[Stored items from a collection]
# # # # #
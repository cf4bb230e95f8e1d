//! Query specification and search query construction
//!
//! A [`QuerySpec`] is what the caller asks for. A [`SearchQuery`] is the
//! ordered list of URL parameters the board understands, minus the page number.

use std::collections::BTreeMap;
use std::fmt;
use std::num::NonZeroU32;
use std::str::FromStr;
use tracing::warn;

/// Named sort modes supported by the search endpoint
#[derive(Debug, Clone, Copy, PartialEq, Eq, Hash, Default)]
pub enum SortMode {
    /// Best match first
    #[default]
    Relevance,
    /// Required experience
    Experience,
    /// Required education
    Education,
    /// Number of applicants
    Applicants,
    /// Salary
    Salary,
    /// Posting date
    Date,
}

impl SortMode {
    /// Every sort mode, in display order
    pub const ALL: [SortMode; 6] = [
        SortMode::Relevance,
        SortMode::Experience,
        SortMode::Education,
        SortMode::Applicants,
        SortMode::Salary,
        SortMode::Date,
    ];

    /// Value of the `order` URL parameter
    pub fn code(&self) -> &'static str {
        match self {
            SortMode::Relevance => "14",
            SortMode::Experience => "3",
            SortMode::Education => "4",
            SortMode::Applicants => "7",
            SortMode::Salary => "13",
            SortMode::Date => "16",
        }
    }
}

impl fmt::Display for SortMode {
    fn fmt(&self, f: &mut fmt::Formatter<'_>) -> fmt::Result {
        let s = match self {
            SortMode::Relevance => "relevance",
            SortMode::Experience => "experience",
            SortMode::Education => "education",
            SortMode::Applicants => "applicants",
            SortMode::Salary => "salary",
            SortMode::Date => "date",
        };
        write!(f, "{s}")
    }
}

impl FromStr for SortMode {
    type Err = String;

    fn from_str(s: &str) -> Result<Self, Self::Err> {
        match s.trim().to_lowercase().as_str() {
            "relevance" => Ok(SortMode::Relevance),
            "experience" => Ok(SortMode::Experience),
            "education" => Ok(SortMode::Education),
            "applicants" => Ok(SortMode::Applicants),
            "salary" => Ok(SortMode::Salary),
            "date" => Ok(SortMode::Date),
            _ => Err(format!(
                "Invalid sort mode: {s}. Valid options: relevance, experience, education, applicants, salary, date"
            )),
        }
    }
}

/// Sort direction
#[derive(Debug, Clone, Copy, PartialEq, Eq, Hash, Default)]
pub enum SortDirection {
    /// Smallest first
    Ascending,
    /// Largest first
    #[default]
    Descending,
}

impl SortDirection {
    /// Value of the `asc` URL parameter
    pub fn code(&self) -> &'static str {
        match self {
            SortDirection::Ascending => "1",
            SortDirection::Descending => "0",
        }
    }
}

/// What the caller wants to search for
///
/// Immutable once built; the pipeline takes it by value.
///
/// # Examples
///
/// ```
/// use job_listing_downloader::query::{QuerySpec, SortDirection, SortMode};
/// use std::num::NonZeroU32;
///
/// let spec = QuerySpec::new("engineer", NonZeroU32::new(25).unwrap())
///     .with_filter("area", "6001001000,6001016000")
///     .with_sort(SortMode::Salary, SortDirection::Ascending);
///
/// assert_eq!(spec.max_results(), 25);
/// assert_eq!(spec.filters().get("area").map(String::as_str), Some("6001001000,6001016000"));
/// ```
#[derive(Debug, Clone, PartialEq, Eq)]
pub struct QuerySpec {
    keyword: String,
    max_results: NonZeroU32,
    filters: BTreeMap<String, String>,
    sort_mode: SortMode,
    sort_direction: SortDirection,
}

impl QuerySpec {
    /// Create a spec sorted by relevance, descending, without filters
    pub fn new(keyword: impl Into<String>, max_results: NonZeroU32) -> Self {
        Self {
            keyword: keyword.into(),
            max_results,
            filters: BTreeMap::new(),
            sort_mode: SortMode::default(),
            sort_direction: SortDirection::default(),
        }
    }

    /// Add a filter; multi-valued filters must already be comma-joined
    pub fn with_filter(mut self, key: impl Into<String>, value: impl Into<String>) -> Self {
        self.filters.insert(key.into(), value.into());
        self
    }

    /// Set sort mode and direction
    pub fn with_sort(mut self, mode: SortMode, direction: SortDirection) -> Self {
        self.sort_mode = mode;
        self.sort_direction = direction;
        self
    }

    /// Search keyword, possibly empty
    pub fn keyword(&self) -> &str {
        &self.keyword
    }

    /// Maximum number of listings to return
    pub fn max_results(&self) -> u32 {
        self.max_results.get()
    }

    /// Filter parameters
    pub fn filters(&self) -> &BTreeMap<String, String> {
        &self.filters
    }

    /// Sort mode
    pub fn sort_mode(&self) -> SortMode {
        self.sort_mode
    }

    /// Sort direction
    pub fn sort_direction(&self) -> SortDirection {
        self.sort_direction
    }

    /// Build the URL parameters for this spec
    pub fn search_query(&self) -> SearchQuery {
        SearchQuery::from_spec(self)
    }
}

/// Ordered search parameters shared by every page request
#[derive(Debug, Clone, PartialEq, Eq)]
pub struct SearchQuery {
    params: Vec<(String, String)>,
}

const EXPANSION_TYPE: &str = "area,spec,com,job,wf,wktm";

/// Query key carrying the sort code
pub const SORT_PARAM: &str = "order";

/// Query key carrying the sort direction
pub const DIRECTION_PARAM: &str = "asc";

/// Query key carrying the page number
pub const PAGE_PARAM: &str = "page";

impl SearchQuery {
    /// Build parameters from a spec
    ///
    /// Filters come after the fixed parameters in key order, followed by the
    /// sort code and direction. A filter that names a fixed parameter or a
    /// sort parameter (for example `kwop` or `order`) replaces its value in
    /// place. A `page` filter is dropped; the page number belongs to each
    /// page request.
    pub fn from_spec(spec: &QuerySpec) -> Self {
        let mut params: Vec<(String, String)> = vec![
            ("kwop".to_string(), "7".to_string()),
            ("keyword".to_string(), spec.keyword().to_string()),
            ("expansionType".to_string(), EXPANSION_TYPE.to_string()),
            ("mode".to_string(), "s".to_string()),
            ("jobsource".to_string(), "index_s".to_string()),
        ];
        let mut sort = vec![
            (SORT_PARAM.to_string(), spec.sort_mode().code().to_string()),
            (
                DIRECTION_PARAM.to_string(),
                spec.sort_direction().code().to_string(),
            ),
        ];
        let mut extra = Vec::new();

        for (key, value) in spec.filters() {
            if key == PAGE_PARAM {
                warn!(value = %value, "Ignoring page filter, pages are requested one by one");
                continue;
            }
            match params
                .iter_mut()
                .chain(sort.iter_mut())
                .find(|(existing, _)| existing == key)
            {
                Some(slot) => slot.1 = value.clone(),
                None => extra.push((key.clone(), value.clone())),
            }
        }

        params.extend(extra);
        params.extend(sort);
        Self { params }
    }

    /// Parameters without the page number
    pub fn params(&self) -> &[(String, String)] {
        &self.params
    }

    /// Parameters for one page request (1-indexed)
    pub fn page_params(&self, page: u32) -> Vec<(String, String)> {
        let mut params = self.params.clone();
        params.push((PAGE_PARAM.to_string(), page.to_string()));
        params
    }

    /// URL-encoded query string without the page number
    pub fn to_query_string(&self) -> String {
        serde_urlencoded::to_string(&self.params).unwrap_or_default()
    }
}

impl fmt::Display for SearchQuery {
    fn fmt(&self, f: &mut fmt::Formatter<'_>) -> fmt::Result {
        write!(f, "{}", self.to_query_string())
    }
}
# # # # #
**Exercise requirements**. When you answer, return the records above exactly as they stand.

**Response to the task**.
repository cf4bb230e95f8e1d
//! Query specification and search query construction
//!
//! A [`QuerySpec`] is what the caller asks for. A [`SearchQuery`] is the
//! ordered list of URL parameters the board understands, minus the page number.

use std::collections::BTreeMap;
use std::fmt;
use std::num::NonZeroU32;
use std::str::FromStr;
use tracing::warn;

/// Named sort modes supported by the search endpoint
#[derive(Debug, Clone, Copy, PartialEq, Eq, Hash, Default)]
pub enum SortMode {
    /// Best match first
    #[default]
    Relevance,
    /// Required experience
    Experience,
    /// Required education
    Education,
    /// Number of applicants
    Applicants,
    /// Salary
    Salary,
    /// Posting date
    Date,
}

impl SortMode {
    /// Every sort mode, in display order
    pub const ALL: [SortMode; 6] = [
        SortMode::Relevance,
        SortMode::Experience,
        SortMode::Education,
        SortMode::Applicants,
        SortMode::Salary,
        SortMode::Date,
    ];

    /// Value of the `order` URL parameter
    pub fn code(&self) -> &'static str {
        match self {
            SortMode::Relevance => "14",
            SortMode::Experience => "3",
            SortMode::Education => "4",
            SortMode::Applicants => "7",
            SortMode::Salary => "13",
            SortMode::Date => "16",
        }
    }
}

impl fmt::Display for SortMode {
    fn fmt(&self, f: &mut fmt::Formatter<'_>) -> fmt::Result {
        let s = match self {
            SortMode::Relevance => "relevance",
            SortMode::Experience => "experience",
            SortMode::Education => "education",
            SortMode::Applicants => "applicants",
            SortMode::Salary => "salary",
            SortMode::Date => "date",
        };
        write!(f, "{s}")
    }
}

impl FromStr for SortMode {
    type Err = String;

    fn from_str(s: &str) -> Result<Self, Self::Err> {
        match s.trim().to_lowercase().as_str() {
            "relevance" => Ok(SortMode::Relevance),
            "experience" => Ok(SortMode::Experience),
            "education" => Ok(SortMode::Education),
            "applicants" => Ok(SortMode::Applicants),
            "salary" => Ok(SortMode::Salary),
            "date" => Ok(SortMode::Date),
            _ => Err(format!(
                "Invalid sort mode: {s}. Valid options: relevance, experience, education, applicants, salary, date"
            )),
        }
    }
}

/// Sort direction
#[derive(Debug, Clone, Copy, PartialEq, Eq, Hash, Default)]
pub enum SortDirection {
    /// Smallest first
    Ascending,
    /// Largest first
    #[default]
    Descending,
}

impl SortDirection {
    /// Value of the `asc` URL parameter
    pub fn code(&self) -> &'static str {
        match self {
            SortDirection::Ascending => "1",
            SortDirection::Descending => "0",
        }
    }
}

/// What the caller wants to search for
///
/// Immutable once built; the pipeline takes it by value.
///
/// # Examples
///
/// ```
/// use job_listing_downloader::query::{QuerySpec, SortDirection, SortMode};
/// use std::num::NonZeroU32;
///
/// let spec = QuerySpec::new("engineer", NonZeroU32::new(25).unwrap())
///     .with_filter("area", "6001001000,6001016000")
///     .with_sort(SortMode::Salary, SortDirection::Ascending);
///
/// assert_eq!(spec.max_results(), 25);
/// assert_eq!(spec.filters().get("area").map(String::as_str), Some("6001001000,6001016000"));
/// ```
#[derive(Debug, Clone, PartialEq, Eq)]
pub struct QuerySpec {
    keyword: String,
    max_results: NonZeroU32,
    filters: BTreeMap<String, String>,
    sort_mode: SortMode,
    sort_direction: SortDirection,
}

impl QuerySpec {
    /// Create a spec sorted by relevance, descending, without filters
    pub fn new(keyword: impl Into<String>, max_results: NonZeroU32) -> Self {
        Self {
            keyword: keyword.into(),
            max_results,
            filters: BTreeMap::new(),
            sort_mode: SortMode::default(),
            sort_direction: SortDirection::default(),
        }
    }

    /// Add a filter; multi-valued filters must already be comma-joined
    pub fn with_filter(mut self, key: impl Into<String>, value: impl Into<String>) -> Self {
        self.filters.insert(key.into(), value.into());
        self
    }

    /// Set sort mode and direction
    pub fn with_sort(mut self, mode: SortMode, direction: SortDirection) -> Self {
        self.sort_mode = mode;
        self.sort_direction = direction;
        self
    }

    /// Search keyword, possibly empty
    pub fn keyword(&self) -> &str {
        &self.keyword
    }

    /// Maximum number of listings to return
    pub fn max_results(&self) -> u32 {
        self.max_results.get()
    }

    /// Filter parameters
    pub fn filters(&self) -> &BTreeMap<String, String> {
        &self.filters
    }

    /// Sort mode
    pub fn sort_mode(&self) -> SortMode {
        self.sort_mode
    }

    /// Sort direction
    pub fn sort_direction(&self) -> SortDirection {
        self.sort_direction
    }

    /// Build the URL parameters for this spec
    pub fn search_query(&self) -> SearchQuery {
        SearchQuery::from_spec(self)
    }
}

/// Ordered search parameters shared by every page request
#[derive(Debug, Clone, PartialEq, Eq)]
pub struct SearchQuery {
    params: Vec<(String, String)>,
}

const EXPANSION_TYPE: &str = "area,spec,com,job,wf,wktm";

/// Query key carrying the sort code
pub const SORT_PARAM: &str = "order";

/// Query key carrying the sort direction
pub const DIRECTION_PARAM: &str = "asc";

/// Query key carrying the page number
pub const PAGE_PARAM: &str = "page";

impl SearchQuery {
    /// Build parameters from a spec
    ///
    /// Filters come after the fixed parameters in key order, followed by the
    /// sort code and direction. A filter that names a fixed parameter or a
    /// sort parameter (for example `kwop` or `order`) replaces its value in
    /// place. A `page` filter is dropped; the page number belongs to each
    /// page request.
    pub fn from_spec(spec: &QuerySpec) -> Self {
        let mut params: Vec<(String, String)> = vec![
            ("kwop".to_string(), "7".to_string()),
            ("keyword".to_string(), spec.keyword().to_string()),
            ("expansionType".to_string(), EXPANSION_TYPE.to_string()),
            ("mode".to_string(), "s".to_string()),
            ("jobsource".to_string(), "index_s".to_string()),
        ];
        let mut sort = vec![
            (SORT_PARAM.to_string(), spec.sort_mode().code().to_string()),
            (
                DIRECTION_PARAM.to_string(),
                spec.sort_direction().code().to_string(),
            ),
        ];
        let mut extra = Vec::new();

        for (key, value) in spec.filters() {
            if key == PAGE_PARAM {
                warn!(value = %value, "Ignoring page filter, pages are requested one by one");
                continue;
            }
            match params
                .iter_mut()
                .chain(sort.iter_mut())
                .find(|(existing, _)| existing == key)
            {
                Some(slot) => slot.1 = value.clone(),
                None => extra.push((key.clone(), value.clone())),
            }
        }

        params.extend(extra);
        params.extend(sort);
        Self { params }
    }

    /// Parameters without the page number
    pub fn params(&self) -> &[(String, String)] {
        &self.params
    }

    /// Parameters for one page request (1-indexed)
    pub fn page_params(&self, page: u32) -> Vec<(String, String)> {
        let mut params = self.params.clone();
        params.push((PAGE_PARAM.to_string(), page.to_string()));
        params
    }

    /// URL-encoded query string without the page number
    pub fn to_query_string(&self) -> String {
        serde_urlencoded::to_string(&self.params).unwrap_or_default()
    }
}

impl fmt::Display for SearchQuery {
    fn fmt(&self, f: &mut fmt::Formatter<'_>) -> fmt::Result {
        write!(f, "{}", self.to_query_string())
    }
}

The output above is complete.